Mila Seidl, mulher do apresentador Lito Souza, fez um desabafo nas redes sociais no qual relatou a rotina desgastante que vem enfrentando no hospital, situação que, segundo ela, cobrou um preço alto de sua saúde física e mental. Ao gravar o vídeo, a empresária contou que já não se permite adoecer e nem mesmo morrer, tamanho o peso das responsabilidades com o filho, o trabalho e o quadro do marido.

Na quarta-feira (16/9), Mila publicou nos stories do Instagram um relato sobre a semana atribulada. Um dia antes, havia mencionado uma fala do menino de 7 anos, que observou que a mãe parecia doente. Empresária também no ramo da aviação, ela desabafou: “A verdade é que perdi o direito de ficar doente, inclusive de morrer, estava pensando nisso esses dias, por causa do meu filho, do trabalho e de tudo mais”.

Na sequência, a influenciadora explicou que vem se sentindo emocionalmente abalada e que isso tem refletido no corpo. “E acho que tava ficando emocionalmente doente e algumas coisas físicas também. Não tem como não ficar. E a verdade é que não posso. Agora eu não posso, de jeito nenhum”, afirmou.

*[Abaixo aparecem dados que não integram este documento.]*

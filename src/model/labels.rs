// 该文件是 Kanjian （看见） 项目的一部分。
// src/model/labels.rs - 类别名称表
//
// 本文件根据 Apache 许可证第 2.0 版（以下简称“许可证”）授权使用；
// 除非遵守该许可证条款，否则您不得使用本文件。
// 您可通过以下网址获取许可证副本：
// http://www.apache.org/licenses/LICENSE-2.0
// 除非适用法律要求或书面同意，根据本许可协议分发的软件均按“原样”提供，
// 不附带任何形式的明示或暗示的保证或条件。
// 有关许可权限与限制的具体条款，请参阅本许可协议。
//
// Copyright (C) 2026 Johann Li <me@qinka.pro>, Wareless Group

use std::{borrow::Cow, path::Path};

use thiserror::Error;
use tracing::info;

/// COCO 数据集类别名称
pub const COCO_CLASSES: [&str; 80] = [
  "person",
  "bicycle",
  "car",
  "motorcycle",
  "airplane",
  "bus",
  "train",
  "truck",
  "boat",
  "traffic light",
  "fire hydrant",
  "stop sign",
  "parking meter",
  "bench",
  "bird",
  "cat",
  "dog",
  "horse",
  "sheep",
  "cow",
  "elephant",
  "bear",
  "zebra",
  "giraffe",
  "backpack",
  "umbrella",
  "handbag",
  "tie",
  "suitcase",
  "frisbee",
  "skis",
  "snowboard",
  "sports ball",
  "kite",
  "baseball bat",
  "baseball glove",
  "skateboard",
  "surfboard",
  "tennis racket",
  "bottle",
  "wine glass",
  "cup",
  "fork",
  "knife",
  "spoon",
  "bowl",
  "banana",
  "apple",
  "sandwich",
  "orange",
  "broccoli",
  "carrot",
  "hot dog",
  "pizza",
  "donut",
  "cake",
  "chair",
  "couch",
  "potted plant",
  "bed",
  "dining table",
  "toilet",
  "tv",
  "laptop",
  "mouse",
  "remote",
  "keyboard",
  "cell phone",
  "microwave",
  "oven",
  "toaster",
  "sink",
  "refrigerator",
  "book",
  "clock",
  "vase",
  "scissors",
  "teddy bear",
  "hair drier",
  "toothbrush",
];

#[derive(Error, Debug)]
pub enum LabelError {
  #[error("无法读取类别文件 {0}: {1}")]
  Io(String, std::io::Error),
  #[error("类别文件 {0} 为空")]
  Empty(String),
}

/// 只读的类别名称表，越界的类别编号退化为 `class_<id>`
#[derive(Debug, Clone, PartialEq, Eq)]
pub struct ClassLabelTable {
  names: Box<[String]>,
}

impl Default for ClassLabelTable {
  fn default() -> Self {
    Self::coco()
  }
}

impl ClassLabelTable {
  pub fn coco() -> Self {
    Self::from_names(COCO_CLASSES.iter().copied())
  }

  pub fn from_names<I, S>(names: I) -> Self
  where
    I: IntoIterator<Item = S>,
    S: Into<String>,
  {
    Self {
      names: names.into_iter().map(Into::into).collect(),
    }
  }

  /// 每行一个类别名称，忽略空行
  pub fn from_file(path: &Path) -> Result<Self, LabelError> {
    let text = std::fs::read_to_string(path)
      .map_err(|e| LabelError::Io(path.display().to_string(), e))?;
    let table = Self::from_names(
      text
        .lines()
        .map(str::trim)
        .filter(|line| !line.is_empty())
        .map(str::to_string),
    );
    if table.is_empty() {
      return Err(LabelError::Empty(path.display().to_string()));
    }
    info!("从 {} 加载 {} 个类别", path.display(), table.len());
    Ok(table)
  }

  pub fn len(&self) -> usize {
    self.names.len()
  }

  pub fn is_empty(&self) -> bool {
    self.names.is_empty()
  }

  pub fn name(&self, class_id: usize) -> Cow<'_, str> {
    match self.names.get(class_id) {
      Some(name) => Cow::Borrowed(name.as_str()),
      None => Cow::Owned(format!("class_{}", class_id)),
    }
  }
}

Mila contou que os médicos e psicólogos do hospital lhe falaram sobre a síndrome do cuidador, condição em que a pessoa adoece por não dormir, não se alimentar adequadamente e, por vezes, sofrer mais do que o próprio paciente. Ela destacou que, no caso de Lito, ele não sente dor, o que considera um alívio, mas admitiu que a situação não é fácil.

Para tentar equilibrar as obrigações, ela disse que vai seguir uma orientação que recebeu: separar ao menos dois dias da semana para se arrumar, igual a uma jornada habitual, e tocar os negócios. “Vou tentar, pelo menos duas vezes por semana, me vestir, como se fosse um dia normal da minha vida, e trabalhar, que é uma coisa que faço muito bem. Ir pras empresas, criar estratégias, lançar produtos e vender. Porque é o que precisa ser feito agora”, contou.

A empresária também falou sobre a pressão de corresponder às expectativas de quem depende dela. “É isso, todo mundo tá contando comigo. Não posso desapontar as pessoas. Então, pelo menos por dois dias na semana vou fingir que está tudo normal, rezar para que as coisas fiquem tranquilas [fazendo aspas com os dedos] para que eu possa ir trabalhar porque não é fácil”, assumiu.

Ela finalizou o relato dizendo que não há alternativa a não ser encarar a situação. “Graças a Deus, no caso do Lito, ele não tem dor. Isso é um pouco melhor, mas não está sendo fácil. A gente não tem opção: ou é enfrentar ou é enfrentar. Então, é isso, a gente vai enfrentar com o que tenho”, concluiu.